**Exercise materials:**
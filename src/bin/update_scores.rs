//! Update Scores - Convert already-stored scores to the database encoding
//!
//! Emits a single UPDATE for one game that applies the same conversion the
//! backfill applies to sheet values, scoped to that game's id.

use anyhow::{Context, Result};
use clap::{Parser, Subcommand};
use league_backfill::ids::IdMapping;
use league_backfill::sql::ScoreUpdate;
use std::path::{Path, PathBuf};

#[derive(Parser)]
#[command(name = "update-scores")]
#[command(about = "Generate SQL converting stored scores from the spreadsheet encoding")]
struct Cli {
    #[command(subcommand)]
    command: Commands,
}

#[derive(Subcommand)]
enum Commands {
    /// Convert Wordle scores from remaining slots (0-5, -1 fail) to guesses (1-6, 7 fail)
    Wordle {
        /// JSON file with game_ids (must have a 'wordle' key)
        #[arg(long)]
        ids: PathBuf,

        /// Write SQL to file (default: stdout)
        #[arg(short, long)]
        output: Option<PathBuf>,
    },

    /// Convert Connections scores from (5 - mistakes) to mistakes (0-4, fail 4)
    Connections {
        /// JSON file with game_ids (must have a 'connections' key)
        #[arg(long)]
        ids: PathBuf,

        /// Write SQL to file (default: stdout)
        #[arg(short, long)]
        output: Option<PathBuf>,
    },
}

fn main() -> Result<()> {
    env_logger::Builder::from_env(env_logger::Env::default().default_filter_or("warn")).init();
    let cli = Cli::parse();

    match cli.command {
        Commands::Wordle { ids, output } => {
            write_update(ScoreUpdate::Wordle, &ids, output.as_deref())?;
        }
        Commands::Connections { ids, output } => {
            write_update(ScoreUpdate::Connections, &ids, output.as_deref())?;
        }
    }

    Ok(())
}

fn write_update(update: ScoreUpdate, ids_path: &Path, output: Option<&Path>) -> Result<()> {
    if !ids_path.exists() {
        anyhow::bail!("Ids file not found: {}", ids_path.display());
    }
    let ids = IdMapping::load(ids_path)?;
    let sql = update.statement(&ids)?;

    match output {
        Some(path) => {
            std::fs::write(path, &sql)
                .with_context(|| format!("Failed to write {}", path.display()))?;
            eprintln!(
                "Wrote SQL to {}. Run it against your DB to update existing {} scores.",
                path.display(),
                update.slug()
            );
        }
        None => println!("{}", sql),
    }
    Ok(())
}
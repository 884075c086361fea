//! Catalog record types returned by the storefront API.

use crate::ids::ProductId;
use serde::{Deserialize, Serialize};

/// A product as the catalog endpoint returns it.
///
/// The catalog record carries no quantity; see [`crate::cart::CartItem`]
/// for the in-cart representation.
#[derive(Debug, Clone, Serialize, Deserialize, PartialEq)]
pub struct Product {
    /// Unique product identifier.
    pub id: ProductId,
    /// Display title.
    pub title: String,
    /// Unit price in the storefront currency, as the API reports it.
    pub price: f64,
    /// Product image URL.
    pub image: String,
}

/// Available stock for a product, as the stock endpoint reports it.
///
/// Remote-authoritative: the cart never caches or adjusts this value.
#[derive(Debug, Clone, Copy, Serialize, Deserialize, PartialEq)]
pub struct Stock {
    /// Product this stock level belongs to.
    pub id: ProductId,
    /// Units available for purchase.
    pub amount: i64,
}

#[cfg(test)]
mod tests {
    use super::*;

    #[test]
    fn test_product_wire_format() {
        let json = r#"{
            "id": 1,
            "title": "Tenis de Caminhada Leve Confortavel",
            "price": 179.9,
            "image": "https://rocketseat-cdn.s3-sa-east-1.amazonaws.com/modulo-redux/tenis1.jpg"
        }"#;

        let product: Product = serde_json::from_str(json).unwrap();
        assert_eq!(product.id, ProductId::new(1));
        assert_eq!(product.price, 179.9);
    }

    #[test]
    fn test_stock_wire_format() {
        let stock: Stock = serde_json::from_str(r#"{"id": 1, "amount": 3}"#).unwrap();
        assert_eq!(stock.id, ProductId::new(1));
        assert_eq!(stock.amount, 3);
    }
}
//! Type-safe key-value persistence for the RocketShoes storefront.
//!
//! Wraps Spin's Key-Value Store with automatic JSON serialization so any
//! `Serialize`/`DeserializeOwned` type can be stored under a string key.
//! On native targets the store falls back to an in-process map, which keeps
//! development builds and tests running without a Spin host.
//!
//! # Example
//!
//! ```rust,ignore
//! use shoes_storage::KvStore;
//! use serde::{Serialize, Deserialize};
//!
//! #[derive(Serialize, Deserialize)]
//! struct Cart {
//!     items: Vec<CartItem>,
//! }
//!
//! let store = KvStore::open_default()?;
//!
//! store.set("@RocketShoes:cart", &cart)?;
//! let cart: Option<Cart> = store.get("@RocketShoes:cart")?;
//! store.delete("@RocketShoes:cart")?;
//! ```

mod error;
mod kv;

pub use error::StorageError;
pub use kv::KvStore;

/// Prelude for convenient imports.
pub mod prelude {
    pub use crate::{KvStore, StorageError};
}
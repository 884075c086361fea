//! The cart state owner.

use tracing::{debug, warn};

use crate::api::StorefrontApi;
use crate::cart::{Cart, CartItem};
use crate::error::CartError;
use crate::ids::ProductId;
use crate::storage::CartStorage;

/// Authoritative owner of the shopper's cart.
///
/// All mutations go through `&mut self`, so every operation reads the
/// current committed cart rather than a copy captured at call time; two
/// interleaved operations cannot silently overwrite each other's writes.
///
/// Commit discipline: each mutation computes the next cart from the
/// committed one, writes the full serialized cart to storage, and only
/// then replaces the in-memory state. A failed write leaves memory at the
/// last committed state.
pub struct CartStore<A, S> {
    api: A,
    storage: S,
    cart: Cart,
}

impl<A: StorefrontApi, S: CartStorage> CartStore<A, S> {
    /// Open the store, loading any previously persisted cart.
    ///
    /// An absent cart starts empty. A persisted value that fails to
    /// decode propagates as [`CartError::Storage`].
    pub fn open(api: A, storage: S) -> Result<Self, CartError> {
        let cart = storage.load()?.unwrap_or_default();
        Ok(Self { api, storage, cart })
    }

    /// The current committed cart.
    pub fn cart(&self) -> &Cart {
        &self.cart
    }

    /// Add one unit of a product to the cart.
    ///
    /// An entry already in the cart is checked against the stock endpoint
    /// and incremented by 1. A product not yet in the cart is fetched
    /// from the catalog and appended with amount 1. The first-add path
    /// does not consult stock; that is longstanding storefront behavior,
    /// kept as-is pending product-owner confirmation.
    pub fn add_product(&mut self, product_id: ProductId) -> Result<(), CartError> {
        let existing = self.cart.get(product_id).map(|item| item.amount);

        let stock = self.api.stock(product_id)?;

        if let Some(amount) = existing {
            if amount >= stock.amount {
                warn!(
                    %product_id,
                    requested = amount + 1,
                    available = stock.amount,
                    "add rejected: insufficient stock"
                );
                return Err(CartError::InsufficientStock {
                    product_id,
                    requested: amount + 1,
                    available: stock.amount,
                });
            }

            let mut next = self.cart.clone();
            next.set_amount(product_id, amount + 1);
            return self.commit(next);
        }

        let product = self.api.product(product_id)?;
        let mut next = self.cart.clone();
        next.push_new(CartItem::from_product(product, 1));
        self.commit(next)
    }

    /// Remove a product from the cart entirely.
    ///
    /// Removing a product that is not in the cart is an error and leaves
    /// the cart untouched. No network call is made.
    pub fn remove_product(&mut self, product_id: ProductId) -> Result<(), CartError> {
        let mut next = self.cart.clone();
        if !next.remove(product_id) {
            warn!(%product_id, "remove rejected: product not in cart");
            return Err(CartError::NotInCart(product_id));
        }
        self.commit(next)
    }

    /// Set the quantity of a product already in the cart.
    ///
    /// A requested amount of zero or less is silently ignored. Otherwise
    /// the amount is validated against the stock endpoint and clamped to
    /// the reported stock on write.
    pub fn update_product_amount(
        &mut self,
        product_id: ProductId,
        amount: i64,
    ) -> Result<(), CartError> {
        if amount <= 0 {
            return Ok(());
        }

        let stock = self.api.stock(product_id)?;

        if amount > stock.amount {
            warn!(
                %product_id,
                requested = amount,
                available = stock.amount,
                "update rejected: insufficient stock"
            );
            return Err(CartError::InsufficientStock {
                product_id,
                requested: amount,
                available: stock.amount,
            });
        }

        let mut next = self.cart.clone();
        if !next.set_amount(product_id, amount.min(stock.amount)) {
            warn!(%product_id, "update rejected: product not in cart");
            return Err(CartError::NotInCart(product_id));
        }
        self.commit(next)
    }

    /// Persist `next` and make it the committed cart.
    fn commit(&mut self, next: Cart) -> Result<(), CartError> {
        self.storage.save(&next)?;
        debug!(
            products = next.unique_item_count(),
            units = next.item_count(),
            "cart committed"
        );
        self.cart = next;
        Ok(())
    }
}
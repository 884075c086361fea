//! Cart contents and line items.

use crate::catalog::Product;
use crate::ids::ProductId;
use serde::{Deserialize, Serialize};

/// A product as represented inside the cart, including its quantity.
///
/// Fields mirror the catalog record so the persisted cart is
/// self-contained for display. `amount` defaults to 0 when the field is
/// absent in persisted data; carts written by older storefront builds
/// lack it.
#[derive(Debug, Clone, Serialize, Deserialize, PartialEq)]
pub struct CartItem {
    /// Product identifier.
    pub id: ProductId,
    /// Display title.
    pub title: String,
    /// Unit price.
    pub price: f64,
    /// Product image URL.
    pub image: String,
    /// Quantity of this product in the cart.
    #[serde(default)]
    pub amount: i64,
}

impl CartItem {
    /// Build a line item from a catalog record.
    pub fn from_product(product: Product, amount: i64) -> Self {
        Self {
            id: product.id,
            title: product.title,
            price: product.price,
            image: product.image,
            amount,
        }
    }
}

/// Ordered, id-unique collection of selected products.
///
/// Insertion order is first-added order. Serializes as a bare JSON array,
/// matching the storefront's persisted cart format.
#[derive(Debug, Clone, Default, Serialize, Deserialize, PartialEq)]
#[serde(transparent)]
pub struct Cart {
    items: Vec<CartItem>,
}

impl Cart {
    /// Create an empty cart.
    pub fn new() -> Self {
        Self { items: Vec::new() }
    }

    /// Get a line item by product id.
    pub fn get(&self, id: ProductId) -> Option<&CartItem> {
        self.items.iter().find(|i| i.id == id)
    }

    /// Check whether a product is in the cart.
    pub fn contains(&self, id: ProductId) -> bool {
        self.get(id).is_some()
    }

    /// Total quantity across all line items.
    pub fn item_count(&self) -> i64 {
        self.items.iter().map(|i| i.amount).sum()
    }

    /// Number of distinct products.
    pub fn unique_item_count(&self) -> usize {
        self.items.len()
    }

    /// Check if the cart is empty.
    pub fn is_empty(&self) -> bool {
        self.items.is_empty()
    }

    /// The line items in insertion order.
    pub fn items(&self) -> &[CartItem] {
        &self.items
    }

    /// Iterate over line items in insertion order.
    pub fn iter(&self) -> impl Iterator<Item = &CartItem> {
        self.items.iter()
    }

    /// Append a line item for a product not yet in the cart.
    ///
    /// Returns `false` and leaves the cart unchanged if the product is
    /// already present; id-uniqueness is the cart's core invariant.
    pub(crate) fn push_new(&mut self, item: CartItem) -> bool {
        if self.contains(item.id) {
            return false;
        }
        self.items.push(item);
        true
    }

    /// Set the quantity of an existing line item.
    ///
    /// Returns `false` if the product is not in the cart.
    pub(crate) fn set_amount(&mut self, id: ProductId, amount: i64) -> bool {
        match self.items.iter_mut().find(|i| i.id == id) {
            Some(item) => {
                item.amount = amount;
                true
            }
            None => false,
        }
    }

    /// Remove a line item, preserving the order of the rest.
    ///
    /// Returns `false` if the product is not in the cart.
    pub(crate) fn remove(&mut self, id: ProductId) -> bool {
        let before = self.items.len();
        self.items.retain(|i| i.id != id);
        self.items.len() < before
    }
}
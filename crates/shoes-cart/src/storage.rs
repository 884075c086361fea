//! Cart persistence port and its key-value adapter.

use crate::cart::Cart;
use shoes_storage::{KvStore, StorageError};

/// Key under which the serialized cart lives in the store.
///
/// Carried over from the storefront's historical persistence format so
/// existing carts keep loading.
pub const CART_STORAGE_KEY: &str = "@RocketShoes:cart";

/// Durable storage for the cart.
///
/// `load` returns `None` when no cart has ever been saved; a present but
/// undecodable value is an error. `save` overwrites the whole cart.
pub trait CartStorage {
    /// Read the last saved cart.
    fn load(&self) -> Result<Option<Cart>, StorageError>;

    /// Overwrite the saved cart.
    fn save(&self, cart: &Cart) -> Result<(), StorageError>;
}

/// Cart storage over the key-value store.
pub struct KvCartStorage {
    store: KvStore,
    key: String,
}

impl KvCartStorage {
    /// Storage bound to the default store under [`CART_STORAGE_KEY`].
    pub fn open_default() -> Result<Self, StorageError> {
        Ok(Self::new(KvStore::open_default()?))
    }

    /// Storage over an explicit store under [`CART_STORAGE_KEY`].
    pub fn new(store: KvStore) -> Self {
        Self {
            store,
            key: CART_STORAGE_KEY.to_string(),
        }
    }

    /// Override the storage key.
    pub fn with_key(mut self, key: impl Into<String>) -> Self {
        self.key = key.into();
        self
    }
}

impl CartStorage for KvCartStorage {
    fn load(&self) -> Result<Option<Cart>, StorageError> {
        self.store.get(&self.key)
    }

    fn save(&self, cart: &Cart) -> Result<(), StorageError> {
        self.store.set(&self.key, cart)
    }
}

#[cfg(test)]
mod tests {
    use super::*;

    #[test]
    fn test_load_before_any_save() {
        let storage = KvCartStorage::open_default().unwrap();
        assert!(storage.load().unwrap().is_none());
    }

    #[test]
    fn test_save_then_load_round_trip() {
        let storage = KvCartStorage::open_default().unwrap();

        let cart: Cart = serde_json::from_str(
            r#"[{"id": 1, "title": "Tenis", "price": 139.9, "image": "x.jpg", "amount": 2}]"#,
        )
        .unwrap();

        storage.save(&cart).unwrap();
        let loaded = storage.load().unwrap();
        assert_eq!(loaded, Some(cart));
    }

    #[test]
    fn test_with_key_overrides_default() {
        let store = KvStore::open_default().unwrap();
        let cart: Cart =
            serde_json::from_str(r#"[{"id": 1, "title": "t", "price": 1.0, "image": "i"}]"#)
                .unwrap();
        store.set("cart:guest", &cart).unwrap();

        let storage = KvCartStorage::new(store).with_key("cart:guest");
        assert_eq!(storage.load().unwrap(), Some(cart));
    }
}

**What you will do:** Among the entries above, find the line with "pending product-owner confirmation." and the line with "requested = amount +"; give again exactly these two lines and all lines between them.

**Output for this exercise:**
    /// kept as-is pending product-owner confirmation.
    pub fn add_product(&mut self, product_id: ProductId) -> Result<(), CartError> {
        let existing = self.cart.get(product_id).map(|item| item.amount);

        let stock = self.api.stock(product_id)?;

        if let Some(amount) = existing {
            if amount >= stock.amount {
                warn!(
                    %product_id,
                    requested = amount + 1,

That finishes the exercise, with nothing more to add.